Under Pioneer’s Tenmile proposal, the USDA would provide a $3.23 million grant and the cooperative provide the remaining $570,000.
But the population served would be tiny – 60 new and 120 existing customers — compared with Pioneer’s 6,800 broadband customers in Lincoln, Benton and Polk counties.
“It’s our strategy to get fiber to all of our customers in our district, but without these grants it would not be feasible,” Pioneer Connect general manager Jim Rennard told YachatsNews.
Pioneer received a $24.9 million USDA grant in 2022 to couple with a $8.3 million loan to replace its copper network with a fiber network to serve more than 1,500 residences and businesses in rural areas of Benton and Lincoln counties over the next five years. In 2021 it received a $3 million USDA grant for a $3.7 million project to install fiber connections in the Triangle Lake, Deadwood, Horton and Blachly areas. Both those projects are in the planning or contracting stages.
Pioneer is using its own resources to bring broadband to 3,000 homes and businesses in the Philomath area and has just started working on a $1.6 million broadband project to serve 560 homes and businesses in downtown Waldport.
Rennard said Tenmile-area customers served by its copper lines have broadband speeds of 25 megabits into their homes and 3 megabits going out. That limits internet connectivity for everything from searching the world wide web to online meetings, medical appointments, online schooling and gaming.
The new fiber network would have a base service of 100 megabits into homes and 100 megabits going out, Rennard said.
“Our network is outdated for today’s needs,” he said.
The application to the USDA does not include Pioneer’s customers in Yachats proper, which still mostly has copper lines for internet and phone.
“Should Pioneer be successful in winning this grant, we will be able to leverage these new facilities and accelerate our ability to extend fiber to more of our members, including Yachats proper,” Howie said.
The Tenmile application is due at the end of June with a decision in 4-6 months, Howie said.
As part of the grant, Pioneer needs to find or develop a “community center” in the Tenmie area for at least two years that people can access the internet for free. It would have 10 workstations.

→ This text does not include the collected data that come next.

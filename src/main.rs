//! Kiln CLI - incremental static-asset build pipeline
//!
//! Usage: kiln <COMMAND>
//!
//! Commands:
//!   build   Build all configured modules incrementally
//!   watch   Watch for source changes and rebuild continuously
//!   clean   Remove the output directory and the build cache

use std::collections::BTreeSet;
use std::path::Path;

use anyhow::Result;
use clap::Parser;

use kiln::cli::{Cli, Commands};
use kiln::config::BuildConfig;
use kiln::watch::{WatchMode, WatchOptions};
use kiln::workflow::{BuildEvent, Workflow};

fn main() -> Result<()> {
    let cli = Cli::parse();

    match cli.command {
        Commands::Build {
            config,
            release,
            modules,
            file,
            port,
        } => cmd_build(&config, release, modules, file, port, cli.json),
        Commands::Watch {
            config,
            debounce,
            port,
        } => cmd_watch(&config, debounce, port, cli.json),
        Commands::Clean { config } => cmd_clean(&config, cli.json),
    }
}

fn cmd_build(
    config_path: &Path,
    release: bool,
    modules: Option<Vec<String>>,
    file: Option<std::path::PathBuf>,
    port: Option<u16>,
    json: bool,
) -> Result<()> {
    let mut config = BuildConfig::load(config_path)?;
    if release {
        config.release = true;
    }

    // On-change mode: rebuild only the module owning the given source file.
    let modules = match file {
        Some(file) => {
            let abs = if file.is_absolute() {
                file
            } else {
                config.root.join(file)
            };
            let paths: BTreeSet<_> = [abs.clone()].into_iter().collect();
            let owners = kiln::watch::owning_modules(&config, &paths);
            if owners.is_empty() {
                anyhow::bail!("{} is not inside any configured module", abs.display());
            }
            Some(owners.into_iter().collect())
        }
        None => modules,
    };

    if !json {
        println!("kiln build");
        println!("Config: {}", config_path.display());
        println!("Output: {}", config.output.display());
        if config.release {
            println!("Mode: release");
        }
    }

    let mut workflow = Workflow::new(&config);
    if json {
        workflow = workflow.with_events(Box::new(|event| println!("{}", event.to_json())));
    } else {
        workflow = workflow.with_events(Box::new(|event| {
            if let BuildEvent::ModuleBuilt {
                module,
                compiled,
                cached,
            } = event
            {
                println!("  {module}: {compiled} compiled, {cached} cached");
            }
        }));
    }

    let filter: Option<BTreeSet<String>> = modules.map(|list| list.into_iter().collect());
    let report = workflow.run_filtered(filter.as_ref())?;

    if !json {
        for entry in &report.errors {
            eprintln!("error [{}] {}", entry.module, entry.message);
        }
        for entry in &report.warnings {
            eprintln!("warning [{}] {}", entry.module, entry.message);
        }
        println!(
            "Done: {} compiled, {} cached, {} removed, {} error(s)",
            report.compiled,
            report.cached,
            report.removed,
            report.errors.len()
        );
    }

    if let Some(port) = port {
        notify_reload(port);
    }
    Ok(())
}

/// Best-effort ping to a local hot-reload listener.
fn notify_reload(port: u16) {
    if let Ok(mut stream) = std::net::TcpStream::connect(("127.0.0.1", port)) {
        use std::io::Write;
        let _ = stream.write_all(b"reload\n");
    }
}

fn cmd_watch(config_path: &Path, debounce: u64, port: Option<u16>, json: bool) -> Result<()> {
    let config = BuildConfig::load(config_path)?;

    if !json {
        println!("kiln watch");
        println!("Watching {} module(s); Ctrl-C to stop", config.modules.len());
    }

    let mut watch = WatchMode::new(
        &config,
        WatchOptions {
            debounce_ms: debounce,
            notify_port: port,
        },
    );
    if json {
        watch = watch.with_events(Box::new(|event| println!("{}", event.to_json())));
    }
    watch.run()?;
    Ok(())
}

fn cmd_clean(config_path: &Path, json: bool) -> Result<()> {
    let config = BuildConfig::load(config_path)?;

    if config.output.exists() {
        std::fs::remove_dir_all(&config.output)?;
    }
    if !json {
        println!("Removed {}", config.output.display());
    }
    Ok(())
}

In Triangle Lake, the cooperative is placing a small trailer near a school for that use, Rennard said.
If awarded, Rennard said Pioneer will need six months to engineer the project – the terrain between Yachats and Florence is very challenging – and then up to two years for contractors to complete it.

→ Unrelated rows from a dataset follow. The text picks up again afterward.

//! Core data model: modules, themes, and the contents manifest

pub mod manifest;
pub mod module;
pub mod theme;

pub use manifest::{extract_preload_urls, ContentsManifest, RouteInfo};
pub use module::Module;
pub use theme::{StyleTheme, ThemeConfig};
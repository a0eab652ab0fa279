//! Build progress events
//!
//! The orchestrator reports progress through a caller-provided sink instead of
//! printing directly; the CLI renders events as text or NDJSON.

use serde::Serialize;

/// One progress event emitted during a build run
#[derive(Debug, Clone, Serialize)]
#[serde(tag = "event", rename_all = "snake_case")]
pub enum BuildEvent {
    RunStarted {
        release: bool,
        modules: usize,
    },
    Stage {
        stage: String,
    },
    /// Release-only stage observed as an identity step in development builds
    StageSkipped {
        stage: String,
    },
    CacheInvalidated,
    ModuleBuilt {
        module: String,
        compiled: usize,
        cached: usize,
    },
    /// Whole per-module pipeline short-circuited: no file changed
    ModuleSkipped {
        module: String,
    },
    StaleRemoved {
        removed: usize,
    },
    RunComplete {
        errors: usize,
        warnings: usize,
    },
}

impl BuildEvent {
    /// Serialize for NDJSON output.
    pub fn to_json(&self) -> String {
        serde_json::to_string(self).unwrap_or_else(|_| "{}".to_string())
    }
}

/// Caller-provided event consumer
pub type EventSink = Box<dyn Fn(&BuildEvent) + Send + Sync>;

“It will be underground where possible and overhead where its cost prohibitive,” said Rennard.
Pioneer is a 72-year-old member-controlled cooperative that has pivoted away from focusing on telephone services to providing internet broadband, which can include phones. In addition to its 6,800 broadband customers, it has 9,000 voice/telephone customers – down from a peak of 16,000 more than 10 years ago, Rennard said.
“We’re doing OK businesswise because we’ve moved into broadband,” Rennard told YachatsNews. “And that’s why it’s important to upgrade our network to bring better speed to customers.”